[EXERCISE]: Take every line of the material below that includes the string "async" and copy it out.

[PROVIDED DATA]:
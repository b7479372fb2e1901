//! Paywatch server
//!
//! Watches receiving addresses for stablecoin transfers and settles
//! merchant orders by their unique payment amount.

mod api;
mod config;
mod server;
mod shutdown;
mod state;

use clap::Parser;
use config::{ConfigLoader, get_database_url};
use paywatch_core::allocator::AmountAllocator;
use paywatch_core::chain::ChainRegistry;
use paywatch_core::config::SeedAddress;
use paywatch_core::notify::{HttpNotificationSink, NotificationSink};
use paywatch_core::orders::OrderService;
use paywatch_core::processors::{MaintenanceRunner, ReconciliationPipeline};
use paywatch_core::queue::JobQueue;
use paywatch_core::store::AddressPool;
use paywatch_core::store::postgres::PgStore;
use paywatch_core::tasks::default_handlers;
use server::{build_router, run_server};
use shutdown::shutdown_signal;
use sqlx::postgres::PgPoolOptions;
use state::AppState;
use std::net::SocketAddr;
use std::path::PathBuf;
use std::sync::Arc;
use tokio::sync::watch;
use tracing_subscriber::{EnvFilter, layer::SubscriberExt, util::SubscriberInitExt};

/// Paywatch - stablecoin payment reconciliation service
#[derive(Parser, Debug)]
#[command(name = "paywatch-server")]
#[command(version, about, long_about = None)]
struct Args {
    /// Path to the configuration file
    #[arg(short, long, env = "PAYWATCH_CONFIG", default_value = "./paywatch.toml")]
    config: PathBuf,

    /// Override the listen address (e.g., 0.0.0.0:3000)
    #[arg(short, long)]
    listen: Option<SocketAddr>,

    /// Run database migrations on startup
    #[arg(long, default_value = "false")]
    migrate: bool,

    /// Emit logs as JSON lines
    #[arg(long, default_value = "false")]
    log_json: bool,
}

#[tokio::main]
async fn main() -> anyhow::Result<()> {
    let args = Args::parse();
    init_tracing(args.log_json);

    tracing::info!("Starting paywatch-server v{}", env!("CARGO_PKG_VERSION"));

    let loaded = ConfigLoader::new(&args.config, args.listen)
        .load()
        .inspect_err(|e| tracing::error!("Failed to load configuration: {}", e))?;
    tracing::info!("Configuration loaded from {:?}", args.config);
    let listen_addr = loaded.listen;
    let core = loaded.core;

    let database_url = get_database_url()
        .inspect_err(|_| tracing::error!("DATABASE_URL environment variable not set"))?;

    tracing::info!("Connecting to database...");
    let db_pool = PgPoolOptions::new()
        .max_connections(10)
        .connect(&database_url)
        .await
        .inspect_err(|e| tracing::error!("Failed to connect to database: {}", e))?;
    tracing::info!("Database connection established");

    if args.migrate {
        tracing::info!("Running database migrations...");
        sqlx::migrate!("../migrations")
            .run(&db_pool)
            .await
            .inspect_err(|e| tracing::error!("Failed to run migrations: {}", e))?;
        tracing::info!("Migrations completed successfully");
    }

    let store = Arc::new(PgStore::new(db_pool.clone()));
    let registry = Arc::new(ChainRegistry::from_api_keys(&core.api_keys)?);
    tracing::info!(chains = ?registry, "Chain services ready");
    seed_addresses(&store, &registry, &core.addresses).await?;

    let notifier: Arc<dyn NotificationSink> =
        Arc::new(HttpNotificationSink::new(core.notify.telegram.clone()));
    let api_token: Arc<[u8]> = Arc::from(core.notify.api_token.as_bytes());

    let (shutdown_tx, shutdown_rx) = watch::channel(false);
    let mut workers = Vec::new();

    let (allocator, allocator_task) =
        AmountAllocator::new(store.clone(), core.payment.clone()).spawn(shutdown_rx.clone());
    workers.push(allocator_task);

    let orders = Arc::new(
        OrderService::new(store.clone(), allocator, core.payment.clone())
            .with_job_retry(core.queue.default_max_retry),
    );

    let handlers = default_handlers(
        orders.clone(),
        store.clone(),
        registry.clone(),
        notifier.clone(),
        api_token,
    );
    let queue = Arc::new(
        JobQueue::new(store.clone(), handlers, core.queue.clone()).with_alerts(notifier.clone()),
    );
    workers.extend(queue.spawn_workers(shutdown_rx.clone()));

    let pipeline = Arc::new(ReconciliationPipeline::new(
        store.clone(),
        registry.clone(),
        notifier,
        core.reconcile.clone(),
    ));
    workers.extend(pipeline.spawn_runners(shutdown_rx.clone()));

    let maintenance =
        MaintenanceRunner::new(store.clone(), core.maintenance.clone(), core.queue.clone());
    workers.push(tokio::spawn(maintenance.run(shutdown_rx)));
    tracing::info!(workers = workers.len(), "Background workers started");

    let state = AppState::new(orders, registry, &core.notify.api_token);
    let router = build_router(state);

    tracing::info!("Starting HTTP server on {}", listen_addr);
    let result = run_server(router, listen_addr, shutdown_signal(shutdown_tx.clone())).await;

    // The server may also stop on its own (e.g. bind failure).
    shutdown_tx.send_replace(true);
    for worker in workers {
        if let Err(e) = worker.await {
            tracing::error!(error = %e, "Background worker panicked");
        }
    }

    tracing::info!("Closing database connections...");
    db_pool.close().await;
    tracing::info!("Server shutdown complete");

    result.map_err(Into::into)
}

/// Upsert the configured receiving addresses, skipping malformed ones.
/// An explicit `enabled` flag is applied after the upsert.
async fn seed_addresses(
    store: &PgStore,
    registry: &ChainRegistry,
    seeds: &[SeedAddress],
) -> anyhow::Result<()> {
    for seed in seeds {
        if !registry.validate_address(seed.chain, &seed.address) {
            tracing::warn!(chain = %seed.chain, address = %seed.address, "Skipping malformed receiving address");
            continue;
        }
        store
            .upsert_address(&seed.address, seed.chain, &seed.remark)
            .await?;
        if let Some(enabled) = seed.enabled {
            store.set_enabled(&seed.address, seed.chain, enabled).await?;
            if !enabled {
                tracing::info!(chain = %seed.chain, address = %seed.address, "Receiving address disabled");
            }
        }
    }
    tracing::info!(count = seeds.len(), "Receiving addresses seeded");
    Ok(())
}

/// Initialize the tracing subscriber with environment-based filtering.
fn init_tracing(json: bool) {
    let filter =
        EnvFilter::try_from_default_env().unwrap_or_else(|_| EnvFilter::new("info,sqlx=warn"));

    let registry = tracing_subscriber::registry().with(filter);
    if json {
        registry.with(tracing_subscriber::fmt::layer().json()).init();
    } else {
        registry.with(tracing_subscriber::fmt::layer()).init();
    }
}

[RESPONSE AREA]:
async fn main() -> anyhow::Result<()> {
async fn seed_addresses(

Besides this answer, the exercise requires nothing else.